Deus voltou a falar com Abrão, agora renomeado Abraão, que seria pai de filhos com Sarai, agora Sara, de uma grande nação. Sara, de novo, duvidou, era idosa, mas concebeu Isaque. Pai do povo Judeu. Dois grandes povos.

A disputa se estendeu entre eles até hoje, embora ambos tenham direitos à terra. Há os que convivam bem, mas arrivistas mantiveram a rivalidade, um ódio, sem acordos, senão temporários, que dura até hoje e, se inflamada, como agora, ameaça o mundo. Uma guerra sem fim, que nós odiamos.

Freud era pacifista e a guerra, em sua opinião, o mais urgente de todos os problemas da civilização, tema por duas vezes contemplado por ele. Em suas “Reflexões sobre tempos de guerra e morte” (1915), seis meses após o deflagrar da Primeira Guerra Mundial, discorre sobre a desilusão da guerra, que destruiu preciosos bens da humanidade, confundiu as inteligências mais lúcidas, degrada o que há de mais elevado.

A guerra coloca a nu o homem primitivo que existe em cada um de nós. Nos despoja dos acréscimos da civilização, compele-nos ao assassinato em relação a estranhos, enquanto mantemos o horror à própria morte.

A segunda vez, quando o Instituto Internacional para Cooperação Intelectual, instruído pelo Comitê Permanente para Literatura e as Artes da Liga das Nações, promove trocas de correspondência entre intelectuais de renome a respeito de assuntos destinados a servir aos interesses comuns à Liga das Nações e à vida intelectual e passa a publicar essas cartas periodicamente.

Convidado por Einstein para participar, Freud escreve “Por que a guerra?”, em 1931. Belíssima carta em que se pergunta se teríamos como evitar a ameaça de guerra, pois todas as tentativas falharam.
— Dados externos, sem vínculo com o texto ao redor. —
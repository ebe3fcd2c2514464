//! Daily recurring goals: a template record plus one instance per day.

use std::sync::Arc;

use chrono::{DateTime, NaiveDate, Utc};
use log::info;
use uuid::Uuid;

use super::goals_model::{Goal, GoalStatus, SpawnedRecurringGoal};
use super::goals_traits::GoalRepositoryTrait;
use crate::errors::Result;

/// Creates templates and clones their daily instances.
pub struct RecurringInstanceManager {
    goal_repository: Arc<dyn GoalRepositoryTrait>,
    name_date_format: String,
}

impl RecurringInstanceManager {
    pub fn new(goal_repository: Arc<dyn GoalRepositoryTrait>, name_date_format: &str) -> Self {
        RecurringInstanceManager {
            goal_repository,
            name_date_format: name_date_format.to_string(),
        }
    }

    /// Display name of the instance tracking `date`.
    pub fn instance_name(&self, template_name: &str, date: NaiveDate) -> String {
        format!("{} ({})", template_name, date.format(&self.name_date_format))
    }

    /// Clones `template` into a fresh, Active, zero-progress instance for `date`.
    pub fn clone_instance(&self, template: &Goal, date: NaiveDate, now: DateTime<Utc>) -> Goal {
        Goal {
            id: Uuid::new_v4().to_string(),
            owner_id: template.owner_id.clone(),
            goal_type: template.goal_type,
            name: self.instance_name(&template.name, date),
            description: template.description.clone(),
            target_value: template.target_value,
            current_value: 0.0,
            unit: template.unit.clone(),
            recurring: false,
            parent_goal_id: Some(template.id.clone()),
            reference_date: Some(date),
            window_start: date,
            window_end: date,
            filter_subject: template.filter_subject.clone(),
            filter_incidence: template.filter_incidence,
            status: GoalStatus::Active,
            completed_at: None,
            created_by: template.created_by.clone(),
            created_at: now,
            updated_at: now,
            version: 1,
        }
    }

    /// Persists `template` together with its first instance (for the window
    /// start day) in a single transaction.
    pub async fn spawn(&self, template: Goal, now: DateTime<Utc>) -> Result<SpawnedRecurringGoal> {
        let mut template = template;
        template.recurring = true;
        template.parent_goal_id = None;
        template.reference_date = None;
        template.current_value = 0.0;
        template.status = GoalStatus::Active;
        template.completed_at = None;

        let first_instance = self.clone_instance(&template, template.window_start, now);
        let mut stored = self
            .goal_repository
            .insert_goals(vec![template, first_instance])
            .await?
            .into_iter();

        match (stored.next(), stored.next()) {
            (Some(template), Some(first_instance)) => {
                info!(
                    "Created recurring goal {} with first instance {} for {}",
                    template.id,
                    first_instance.id,
                    first_instance
                        .reference_date
                        .map(|d| d.to_string())
                        .unwrap_or_default()
                );
                Ok(SpawnedRecurringGoal {
                    template,
                    first_instance,
                })
            }
            _ => Err(crate::Error::Unexpected(
                "repository returned fewer goals than inserted".to_string(),
            )),
        }
    }
}
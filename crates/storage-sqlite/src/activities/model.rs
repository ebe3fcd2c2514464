//! Database models for the activity log tables.
//!
//! Rows are read as-is; anything unparseable surfaces as a missing field so
//! the core validation can drop the record.

use chrono::{DateTime, NaiveDate, Utc};
use chrono_tz::Tz;
use diesel::prelude::*;
use log::debug;
use serde::{Deserialize, Serialize};

use studygoals_core::activities::{RawExamRecord, RawStudySession, RawTopicCompletion};
use studygoals_core::utils::time_utils::local_date_from_utc;

use crate::goals::DATE_FORMAT;

#[derive(Queryable, Insertable, Selectable, PartialEq, Serialize, Deserialize, Debug, Clone)]
#[diesel(table_name = crate::schema::study_sessions)]
#[diesel(check_for_backend(diesel::sqlite::Sqlite))]
pub struct StudySessionDB {
    pub id: String,
    pub owner_id: String,
    pub session_date: Option<String>,
    pub minutes: Option<f64>,
    pub questions_attempted: Option<i64>,
    pub questions_correct: Option<i64>,
    pub subject: Option<String>,
}

#[derive(Queryable, Insertable, Selectable, PartialEq, Serialize, Deserialize, Debug, Clone)]
#[diesel(table_name = crate::schema::exam_records)]
#[diesel(check_for_backend(diesel::sqlite::Sqlite))]
pub struct ExamRecordDB {
    pub id: String,
    pub owner_id: String,
    pub exam_date: Option<String>,
    pub total_correct: Option<i64>,
    pub per_subject_correct: Option<String>,
}

#[derive(Queryable, Insertable, Selectable, PartialEq, Serialize, Deserialize, Debug, Clone)]
#[diesel(table_name = crate::schema::topic_completions)]
#[diesel(check_for_backend(diesel::sqlite::Sqlite))]
pub struct TopicCompletionDB {
    pub id: String,
    pub owner_id: String,
    pub topic_id: Option<String>,
    pub completed_at: Option<String>,
    pub incidence: Option<String>,
    pub completed: Option<bool>,
}

/// Reads a plain calendar day, or a full timestamp bucketed into the local
/// day of `tz`.
fn parse_date(row_id: &str, value: Option<String>, tz: Tz) -> Option<NaiveDate> {
    let value = value?;
    let parsed = NaiveDate::parse_from_str(value.trim(), DATE_FORMAT)
        .ok()
        .or_else(|| {
            parse_timestamp(row_id, Some(value.clone())).map(|t| local_date_from_utc(t, tz))
        });
    if parsed.is_none() {
        debug!("Row {}: unparseable date '{}'", row_id, value);
    }
    parsed
}

fn parse_timestamp(row_id: &str, value: Option<String>) -> Option<DateTime<Utc>> {
    let value = value?;
    match DateTime::parse_from_rfc3339(value.trim()) {
        Ok(t) => Some(t.with_timezone(&Utc)),
        Err(e) => {
            debug!("Row {}: unparseable timestamp '{}': {}", row_id, value, e);
            None
        }
    }
}

impl StudySessionDB {
    pub fn into_raw(self, tz: Tz) -> RawStudySession {
        RawStudySession {
            session_date: parse_date(&self.id, self.session_date, tz),
            id: self.id,
            minutes: self.minutes,
            questions_attempted: self.questions_attempted,
            questions_correct: self.questions_correct,
            subject: self.subject,
        }
    }
}

impl ExamRecordDB {
    pub fn into_raw(self, tz: Tz) -> RawExamRecord {
        RawExamRecord {
            exam_date: parse_date(&self.id, self.exam_date, tz),
            id: self.id,
            total_correct: self.total_correct,
            per_subject_correct: self.per_subject_correct,
        }
    }
}

// Completion timestamps stay in UTC; the progress calculator buckets them.
impl From<TopicCompletionDB> for RawTopicCompletion {
    fn from(db: TopicCompletionDB) -> Self {
        Self {
            completed_at: parse_timestamp(&db.id, db.completed_at),
            id: db.id,
            topic_id: db.topic_id,
            incidence: db.incidence,
            completed: db.completed,
        }
    }
}
//! Configuration model for the goals engine.

use chrono_tz::Tz;
use serde::{Deserialize, Serialize};

use crate::errors::{Error, Result};
use crate::utils::time_utils::DEFAULT_STUDY_TZ;

/// Tunables for the goal service.
#[derive(Debug, Clone, Serialize, Deserialize, PartialEq)]
#[serde(rename_all = "camelCase", default)]
pub struct GoalEngineConfig {
    /// Timezone used to turn activity timestamps into study days (default: America/Sao_Paulo)
    pub timezone: Tz,

    /// Seconds a cached goal listing stays valid (default: 60)
    pub list_cache_ttl_secs: u64,

    /// chrono format used for the date part of instance names (default: %d/%m/%Y)
    pub instance_name_date_format: String,
}

impl Default for GoalEngineConfig {
    fn default() -> Self {
        Self {
            timezone: DEFAULT_STUDY_TZ,
            list_cache_ttl_secs: 60,
            instance_name_date_format: "%d/%m/%Y".to_string(),
        }
    }
}

impl GoalEngineConfig {
    /// Parses a JSON document; missing keys fall back to defaults.
    pub fn from_json(raw: &str) -> Result<Self> {
        let config: GoalEngineConfig = serde_json::from_str(raw)?;
        config.validate()?;
        Ok(config)
    }

    pub fn validate(&self) -> Result<()> {
        if self.instance_name_date_format.trim().is_empty() {
            return Err(Error::InvalidConfigValue(
                "instanceNameDateFormat must not be empty".to_string(),
            ));
        }
        Ok(())
    }
}
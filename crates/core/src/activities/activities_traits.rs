use async_trait::async_trait;

use super::activities_model::{RawExamRecord, RawStudySession, RawTopicCompletion};
use crate::Result;

/// Read-only access to a student's activity log.
///
/// The three sources are independent, so callers may query them concurrently.
#[async_trait]
pub trait ActivityLogReaderTrait: Send + Sync {
    async fn list_study_sessions(&self, owner_id: &str) -> Result<Vec<RawStudySession>>;
    async fn list_exam_records(&self, owner_id: &str) -> Result<Vec<RawExamRecord>>;
    async fn list_topic_completions(&self, owner_id: &str) -> Result<Vec<RawTopicCompletion>>;
}
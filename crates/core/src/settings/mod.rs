//! Engine configuration.

mod settings_model;

pub use settings_model::GoalEngineConfig;
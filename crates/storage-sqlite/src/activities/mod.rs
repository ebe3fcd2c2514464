//! SQLite access to the activity log (study sessions, mock exams, topic completions).

mod model;
mod repository;

pub use model::{ExamRecordDB, StudySessionDB, TopicCompletionDB};
pub use repository::ActivityLogRepository;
O instinto agressivo opera de diversas formas, pela violência, apesar da lei, dos pactos. E a aceitação da perda de liberdade parcial pelo outro, pela paz, parece mostrar-se igualmente insuficiente para garantir a paz e só é concebível teoricamente.

A tendência do retorno à horda primitiva quando a corda se estica é fato. A justiça é um conceito ideal. Na prática, o dominante se recusa a admitir mudanças, ou modificar a lei de modo que o desfavoreça.

A história da humanidade mostra uma série de conflitos e guerras e o conflito atual entre Israel e Hamas corrobora essas afirmações. Entre as pulsões de vida e de morte, entre amor e ódio, inerentes ao humano, de nada adianta tentar eliminar as inclinações agressivas dos homens. Talvez nos aniquilemos completamente, porém, conclui Freud: tudo que estimula o crescimento da civilização e o fortalecimento da vida trabalha simultaneamente contra a guerra.